# Given records
=== Begin Enclosure ===

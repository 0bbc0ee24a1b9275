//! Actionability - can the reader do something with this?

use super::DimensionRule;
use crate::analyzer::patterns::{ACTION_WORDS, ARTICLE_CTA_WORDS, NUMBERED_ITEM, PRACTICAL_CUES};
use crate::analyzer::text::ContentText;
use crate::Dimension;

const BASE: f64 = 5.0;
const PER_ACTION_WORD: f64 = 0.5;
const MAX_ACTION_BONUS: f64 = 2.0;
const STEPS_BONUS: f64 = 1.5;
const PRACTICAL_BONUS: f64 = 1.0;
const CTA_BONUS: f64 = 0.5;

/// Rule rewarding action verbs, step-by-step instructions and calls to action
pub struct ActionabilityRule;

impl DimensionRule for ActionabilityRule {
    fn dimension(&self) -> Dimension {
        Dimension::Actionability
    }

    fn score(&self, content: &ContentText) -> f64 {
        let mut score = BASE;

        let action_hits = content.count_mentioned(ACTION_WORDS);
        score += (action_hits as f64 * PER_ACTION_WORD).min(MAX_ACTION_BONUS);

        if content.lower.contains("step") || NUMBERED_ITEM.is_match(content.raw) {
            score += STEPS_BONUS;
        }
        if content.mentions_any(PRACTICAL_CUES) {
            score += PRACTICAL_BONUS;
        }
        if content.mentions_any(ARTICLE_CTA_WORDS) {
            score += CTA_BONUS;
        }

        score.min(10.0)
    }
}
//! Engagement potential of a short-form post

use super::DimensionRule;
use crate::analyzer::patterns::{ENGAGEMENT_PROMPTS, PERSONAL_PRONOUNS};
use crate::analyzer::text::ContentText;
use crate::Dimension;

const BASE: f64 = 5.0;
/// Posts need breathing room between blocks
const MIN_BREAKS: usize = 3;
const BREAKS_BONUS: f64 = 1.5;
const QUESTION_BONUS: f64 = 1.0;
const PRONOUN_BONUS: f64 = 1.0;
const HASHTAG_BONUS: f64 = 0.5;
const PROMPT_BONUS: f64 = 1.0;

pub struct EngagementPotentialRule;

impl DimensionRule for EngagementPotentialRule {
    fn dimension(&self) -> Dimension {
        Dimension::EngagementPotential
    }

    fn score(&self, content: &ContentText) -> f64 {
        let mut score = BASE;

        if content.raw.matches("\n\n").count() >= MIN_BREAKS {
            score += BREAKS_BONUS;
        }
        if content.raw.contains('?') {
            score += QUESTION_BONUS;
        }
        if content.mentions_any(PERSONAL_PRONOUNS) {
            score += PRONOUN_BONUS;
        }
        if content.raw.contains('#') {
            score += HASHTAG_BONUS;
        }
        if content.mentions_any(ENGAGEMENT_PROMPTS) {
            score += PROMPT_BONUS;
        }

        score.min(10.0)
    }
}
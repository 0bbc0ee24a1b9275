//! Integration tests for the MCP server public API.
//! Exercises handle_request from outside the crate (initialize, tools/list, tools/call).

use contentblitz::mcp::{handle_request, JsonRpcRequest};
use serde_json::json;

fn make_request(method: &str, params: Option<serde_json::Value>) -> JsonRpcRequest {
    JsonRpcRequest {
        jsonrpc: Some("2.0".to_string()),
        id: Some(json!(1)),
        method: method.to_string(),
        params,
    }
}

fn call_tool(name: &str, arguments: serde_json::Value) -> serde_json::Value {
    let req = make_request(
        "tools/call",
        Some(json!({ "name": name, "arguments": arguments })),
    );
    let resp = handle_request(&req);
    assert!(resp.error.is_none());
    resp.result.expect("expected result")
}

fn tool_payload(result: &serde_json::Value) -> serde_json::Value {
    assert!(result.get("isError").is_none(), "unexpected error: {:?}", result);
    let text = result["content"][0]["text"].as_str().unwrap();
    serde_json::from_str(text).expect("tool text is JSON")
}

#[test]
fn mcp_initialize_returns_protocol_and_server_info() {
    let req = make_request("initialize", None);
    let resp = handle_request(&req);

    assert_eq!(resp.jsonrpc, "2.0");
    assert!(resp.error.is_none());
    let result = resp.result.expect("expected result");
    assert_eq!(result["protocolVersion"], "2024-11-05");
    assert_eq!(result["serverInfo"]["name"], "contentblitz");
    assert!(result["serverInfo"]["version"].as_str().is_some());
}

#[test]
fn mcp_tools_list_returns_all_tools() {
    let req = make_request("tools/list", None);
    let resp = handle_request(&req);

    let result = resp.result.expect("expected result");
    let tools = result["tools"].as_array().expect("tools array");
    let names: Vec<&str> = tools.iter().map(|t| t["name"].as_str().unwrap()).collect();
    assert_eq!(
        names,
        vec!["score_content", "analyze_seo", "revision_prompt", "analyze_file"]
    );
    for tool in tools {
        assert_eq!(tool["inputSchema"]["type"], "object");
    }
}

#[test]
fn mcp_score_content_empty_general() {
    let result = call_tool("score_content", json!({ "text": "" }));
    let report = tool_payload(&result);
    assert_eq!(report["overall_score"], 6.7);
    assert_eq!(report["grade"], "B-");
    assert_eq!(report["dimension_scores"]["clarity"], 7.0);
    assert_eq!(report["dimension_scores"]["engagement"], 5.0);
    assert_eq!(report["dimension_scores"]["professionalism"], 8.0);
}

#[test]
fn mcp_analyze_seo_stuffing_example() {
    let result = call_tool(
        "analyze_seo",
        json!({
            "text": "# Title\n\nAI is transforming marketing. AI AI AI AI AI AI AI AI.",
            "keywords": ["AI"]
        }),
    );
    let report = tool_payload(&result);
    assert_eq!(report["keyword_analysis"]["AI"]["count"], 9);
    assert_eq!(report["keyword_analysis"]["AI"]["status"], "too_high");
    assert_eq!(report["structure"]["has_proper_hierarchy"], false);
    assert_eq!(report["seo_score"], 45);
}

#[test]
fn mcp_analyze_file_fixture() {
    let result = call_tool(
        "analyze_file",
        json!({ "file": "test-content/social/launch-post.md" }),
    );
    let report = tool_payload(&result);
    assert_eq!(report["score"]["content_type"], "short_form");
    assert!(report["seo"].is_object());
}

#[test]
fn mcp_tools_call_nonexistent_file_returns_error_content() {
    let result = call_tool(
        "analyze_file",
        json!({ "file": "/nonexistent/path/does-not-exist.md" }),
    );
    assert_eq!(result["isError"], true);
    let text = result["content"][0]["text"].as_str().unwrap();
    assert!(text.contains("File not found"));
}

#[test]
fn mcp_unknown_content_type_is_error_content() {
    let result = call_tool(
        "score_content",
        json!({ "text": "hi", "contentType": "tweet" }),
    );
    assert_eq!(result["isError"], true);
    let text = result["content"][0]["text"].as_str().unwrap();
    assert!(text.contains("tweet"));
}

=== End Enclosure ===

# Directions for this task
Transcribe verbatim. Cover the lines from the first line of the entries above to the line containing "const CTA_BONUS: f64 = 0.5;", inclusive.

# Result below
repository 0bbc0ee24a1b9275
//! Actionability - can the reader do something with this?

use super::DimensionRule;
use crate::analyzer::patterns::{ACTION_WORDS, ARTICLE_CTA_WORDS, NUMBERED_ITEM, PRACTICAL_CUES};
use crate::analyzer::text::ContentText;
use crate::Dimension;

const BASE: f64 = 5.0;
const PER_ACTION_WORD: f64 = 0.5;
const MAX_ACTION_BONUS: f64 = 2.0;
const STEPS_BONUS: f64 = 1.5;
const PRACTICAL_BONUS: f64 = 1.0;
const CTA_BONUS: f64 = 0.5;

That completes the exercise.